Research
Nonlinear Optical Analysis of Molecular Composition and Dynamics within Heterogeneous Assemblies
Heterogeneity within molecular assemblies often defines function. In heterogeneous assemblies, full understanding of function requires the use of spatially resolved analysis techniques and methods. However, ensemble-averaged measurements of materials exhibiting heterogeneity can often mask critical information on these arrangements.
Measurement tools capable of informing on structure, composition, and dynamics at high spatial resolution are critical for informing decision-making in a variety of scientific research enterprises.

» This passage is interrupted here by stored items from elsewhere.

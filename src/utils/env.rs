pub fn read_env_bool(key: &str, default: bool) -> bool {
    std::env::var(key)
        .ok()
        .and_then(|value| {
            let normalized = value.trim().to_ascii_lowercase();
            if matches!(normalized.as_str(), "1" | "true" | "yes" | "on") {
                Some(true)
            } else if matches!(normalized.as_str(), "0" | "false" | "no" | "off") {
                Some(false)
            } else {
                None
            }
        })
        .unwrap_or(default)
}

pub fn read_env_u64(key: &str, default: u64, min: u64, max: u64) -> u64 {
    let parsed = std::env::var(key)
        .ok()
        .and_then(|value| value.trim().parse::<u64>().ok())
        .unwrap_or(default);
    parsed.clamp(min, max)
}

pub fn read_env_usize(key: &str, default: usize, min: usize, max: usize) -> usize {
    let parsed = std::env::var(key)
        .ok()
        .and_then(|value| value.trim().parse::<usize>().ok())
        .unwrap_or(default);
    parsed.clamp(min, max)
}

pub fn read_env_string(key: &str) -> Option<String> {
    std::env::var(key)
        .ok()
        .map(|value| value.trim().to_string())
        .filter(|value| !value.is_empty())
}

#[cfg(test)]
mod tests {
    use super::*;

    #[test]
    fn clamps_and_falls_back() {
        std::env::set_var("LAUNCHER_TEST_ENV_USIZE", "9000");
        assert_eq!(read_env_usize("LAUNCHER_TEST_ENV_USIZE", 4, 1, 16), 16);
        std::env::set_var("LAUNCHER_TEST_ENV_USIZE", "not-a-number");
        assert_eq!(read_env_usize("LAUNCHER_TEST_ENV_USIZE", 4, 1, 16), 4);
        std::env::remove_var("LAUNCHER_TEST_ENV_USIZE");
    }

    #[test]
    fn reads_bool_spellings() {
        std::env::set_var("LAUNCHER_TEST_ENV_BOOL", " Off ");
        assert!(!read_env_bool("LAUNCHER_TEST_ENV_BOOL", true));
        std::env::set_var("LAUNCHER_TEST_ENV_BOOL", "yes");
        assert!(read_env_bool("LAUNCHER_TEST_ENV_BOOL", false));
        std::env::set_var("LAUNCHER_TEST_ENV_BOOL", "maybe");
        assert!(read_env_bool("LAUNCHER_TEST_ENV_BOOL", true));
        std::env::remove_var("LAUNCHER_TEST_ENV_BOOL");
    }
}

The Simpson Lab focuses on developing measurement approaches for mapping composition and dynamics in heterogeneous biologically active materials:
- Mid-infrared spectral imaging with fluorescence photothermal detection to inform on chemical composition with high sensitivity and sub-micron spatial resolution
- Chiral-specific spectroscopies for interpreting molecular order and orientation in microstructured assemblies
- Diffusion mapping with patterned photobleaching and Fourier analysis for mapping of molecular diffusivity
Localizing chemical characterization to locations only a few µm in diameter can greatly increase the signal to noise and recover information on the spatial correlations between composition in samples ranging from tissue sections to pharmaceutical formulations. Nonlinear optical methods using ultrafast laser sources can provide selective image contrast based on symmetry, complemented by spectroscopic/diffraction analyses at highly localized regions of interest. Pairing linear and nonlinear optical imaging modalities enables high confidence in chemical classification with high speed and high spatial resolution.
Integrated Imaging
The Moore's Law increase in information content accessible from ever-increasing processing speeds enables the rapid acquisition of enormous volumes of chemical imaging data. Coupling this tsunami of information with data mining and machine learning algorithms into the data acquisition pipeline opens opportunities lost in more conventional acquire-first, analyze-later strategies. This integrated imaging in which advanced algorithms are embedded into the design and implementation of the hardware have greatly enhanced the frame rates achievable in beam-scanning imaging, have enabled merging of information from multiple disparate platforms, and greatly increased the number of accessible wavelength channels in hyperspectral image acquisition.
The Simpson Lab has developed computational tools to support integrated imaging:
- MACE (multi-agents consensus equilibrium) aims to fuse multiple descriptions for one consensus result at equilibrium to bridge computations with measurements.
- GALDA (general adversarial approach) aims to improve spectrum classification accuracy compared to linear analysis methods.